▶ [EXCERPTED DATA]
BEGIN
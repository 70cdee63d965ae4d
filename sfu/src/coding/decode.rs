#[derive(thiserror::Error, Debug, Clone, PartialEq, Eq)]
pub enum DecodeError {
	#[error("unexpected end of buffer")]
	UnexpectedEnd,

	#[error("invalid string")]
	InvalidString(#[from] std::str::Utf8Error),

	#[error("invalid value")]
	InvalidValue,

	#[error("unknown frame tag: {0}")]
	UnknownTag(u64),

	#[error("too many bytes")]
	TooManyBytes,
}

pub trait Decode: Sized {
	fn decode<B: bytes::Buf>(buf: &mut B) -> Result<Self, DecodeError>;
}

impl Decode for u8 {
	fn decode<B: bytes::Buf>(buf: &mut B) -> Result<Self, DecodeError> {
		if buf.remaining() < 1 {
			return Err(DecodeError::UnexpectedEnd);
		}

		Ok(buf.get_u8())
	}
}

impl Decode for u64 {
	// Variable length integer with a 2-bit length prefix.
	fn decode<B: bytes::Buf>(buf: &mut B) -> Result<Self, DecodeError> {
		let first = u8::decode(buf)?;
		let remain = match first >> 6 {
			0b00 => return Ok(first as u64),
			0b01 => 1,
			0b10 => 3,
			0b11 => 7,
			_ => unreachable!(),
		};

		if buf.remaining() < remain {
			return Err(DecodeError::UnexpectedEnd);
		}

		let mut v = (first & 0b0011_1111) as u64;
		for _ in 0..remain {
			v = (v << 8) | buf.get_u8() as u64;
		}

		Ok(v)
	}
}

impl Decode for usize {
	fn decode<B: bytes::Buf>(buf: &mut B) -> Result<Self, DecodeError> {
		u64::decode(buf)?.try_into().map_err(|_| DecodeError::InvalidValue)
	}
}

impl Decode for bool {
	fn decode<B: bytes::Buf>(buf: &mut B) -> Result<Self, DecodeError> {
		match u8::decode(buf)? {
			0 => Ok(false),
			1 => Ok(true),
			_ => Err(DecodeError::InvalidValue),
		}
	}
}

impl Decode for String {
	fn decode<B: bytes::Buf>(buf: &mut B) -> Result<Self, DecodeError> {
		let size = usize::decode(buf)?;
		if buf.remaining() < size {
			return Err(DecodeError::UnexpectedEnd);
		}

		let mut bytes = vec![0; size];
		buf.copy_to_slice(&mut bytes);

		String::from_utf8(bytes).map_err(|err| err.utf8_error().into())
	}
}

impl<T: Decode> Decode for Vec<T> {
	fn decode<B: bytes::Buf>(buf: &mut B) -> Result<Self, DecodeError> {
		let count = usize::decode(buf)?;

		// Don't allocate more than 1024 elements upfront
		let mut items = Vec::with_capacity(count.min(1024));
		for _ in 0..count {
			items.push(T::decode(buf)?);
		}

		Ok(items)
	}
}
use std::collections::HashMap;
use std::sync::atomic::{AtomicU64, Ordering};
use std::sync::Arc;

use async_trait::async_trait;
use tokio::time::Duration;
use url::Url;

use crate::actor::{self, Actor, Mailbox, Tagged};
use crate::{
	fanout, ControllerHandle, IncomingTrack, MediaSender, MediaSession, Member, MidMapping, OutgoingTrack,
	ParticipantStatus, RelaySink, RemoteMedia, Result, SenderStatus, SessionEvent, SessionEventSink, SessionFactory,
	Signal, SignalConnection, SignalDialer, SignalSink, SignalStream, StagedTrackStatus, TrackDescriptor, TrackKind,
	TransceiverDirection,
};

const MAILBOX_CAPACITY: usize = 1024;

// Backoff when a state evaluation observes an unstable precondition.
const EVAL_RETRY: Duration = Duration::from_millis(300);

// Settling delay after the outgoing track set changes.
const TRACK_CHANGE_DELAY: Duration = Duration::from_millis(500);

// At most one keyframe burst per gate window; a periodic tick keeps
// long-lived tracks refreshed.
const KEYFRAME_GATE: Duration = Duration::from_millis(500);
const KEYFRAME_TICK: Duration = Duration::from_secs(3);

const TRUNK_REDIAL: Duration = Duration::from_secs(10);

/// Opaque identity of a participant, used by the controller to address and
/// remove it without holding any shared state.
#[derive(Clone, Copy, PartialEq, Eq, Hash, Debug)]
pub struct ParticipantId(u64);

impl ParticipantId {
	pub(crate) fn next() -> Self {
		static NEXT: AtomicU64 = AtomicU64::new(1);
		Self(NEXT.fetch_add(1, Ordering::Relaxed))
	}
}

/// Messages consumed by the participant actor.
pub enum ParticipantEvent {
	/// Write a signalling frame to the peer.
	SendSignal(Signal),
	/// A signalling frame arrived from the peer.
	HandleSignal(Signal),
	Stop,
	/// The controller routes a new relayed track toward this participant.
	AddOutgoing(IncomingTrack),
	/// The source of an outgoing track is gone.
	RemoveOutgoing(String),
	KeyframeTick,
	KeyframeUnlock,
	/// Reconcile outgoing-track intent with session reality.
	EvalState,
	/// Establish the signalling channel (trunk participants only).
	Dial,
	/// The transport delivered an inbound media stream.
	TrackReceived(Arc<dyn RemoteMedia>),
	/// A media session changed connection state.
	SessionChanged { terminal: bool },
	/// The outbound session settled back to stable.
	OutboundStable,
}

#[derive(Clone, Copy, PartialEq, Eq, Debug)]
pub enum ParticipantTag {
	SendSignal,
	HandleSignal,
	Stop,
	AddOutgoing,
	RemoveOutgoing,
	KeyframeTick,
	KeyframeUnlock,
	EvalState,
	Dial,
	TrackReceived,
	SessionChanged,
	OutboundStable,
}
END
BEGIN
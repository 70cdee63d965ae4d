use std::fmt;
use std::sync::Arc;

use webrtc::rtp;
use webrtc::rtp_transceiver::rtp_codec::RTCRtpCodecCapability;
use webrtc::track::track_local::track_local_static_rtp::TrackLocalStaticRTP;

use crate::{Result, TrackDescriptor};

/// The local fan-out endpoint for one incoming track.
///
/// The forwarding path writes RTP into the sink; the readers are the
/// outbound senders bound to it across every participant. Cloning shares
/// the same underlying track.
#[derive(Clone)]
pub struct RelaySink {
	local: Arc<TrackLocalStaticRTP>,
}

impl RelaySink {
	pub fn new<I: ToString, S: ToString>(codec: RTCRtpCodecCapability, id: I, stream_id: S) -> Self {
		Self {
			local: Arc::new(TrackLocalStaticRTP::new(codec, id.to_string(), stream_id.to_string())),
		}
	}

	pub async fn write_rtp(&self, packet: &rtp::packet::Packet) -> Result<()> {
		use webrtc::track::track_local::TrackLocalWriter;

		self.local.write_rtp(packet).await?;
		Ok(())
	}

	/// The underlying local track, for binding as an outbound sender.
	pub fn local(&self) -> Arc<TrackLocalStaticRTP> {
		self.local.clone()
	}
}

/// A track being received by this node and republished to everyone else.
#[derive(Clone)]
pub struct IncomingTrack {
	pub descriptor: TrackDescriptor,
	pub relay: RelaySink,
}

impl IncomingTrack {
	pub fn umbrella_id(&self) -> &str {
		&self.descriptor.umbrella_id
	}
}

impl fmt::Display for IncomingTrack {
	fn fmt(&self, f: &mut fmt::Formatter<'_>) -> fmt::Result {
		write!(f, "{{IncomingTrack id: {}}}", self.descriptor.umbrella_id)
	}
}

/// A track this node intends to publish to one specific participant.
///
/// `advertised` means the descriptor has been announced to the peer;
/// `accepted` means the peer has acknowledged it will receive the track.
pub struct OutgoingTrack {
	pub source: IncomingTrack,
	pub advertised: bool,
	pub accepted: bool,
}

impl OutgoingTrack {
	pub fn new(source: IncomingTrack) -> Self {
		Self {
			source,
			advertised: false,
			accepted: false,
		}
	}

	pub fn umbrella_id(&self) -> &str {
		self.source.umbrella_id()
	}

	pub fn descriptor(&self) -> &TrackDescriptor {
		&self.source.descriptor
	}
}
END
▶ [WHAT TO WORK ON] Identify the lines above that contain the word "TrackLocalStaticRTP", then copy them.

▶ [ANSWER BELOW]
use webrtc::track::track_local::track_local_static_rtp::TrackLocalStaticRTP;
	local: Arc<TrackLocalStaticRTP>,
			local: Arc::new(TrackLocalStaticRTP::new(codec, id.to_string(), stream_id.to_string())),
	pub fn local(&self) -> Arc<TrackLocalStaticRTP> {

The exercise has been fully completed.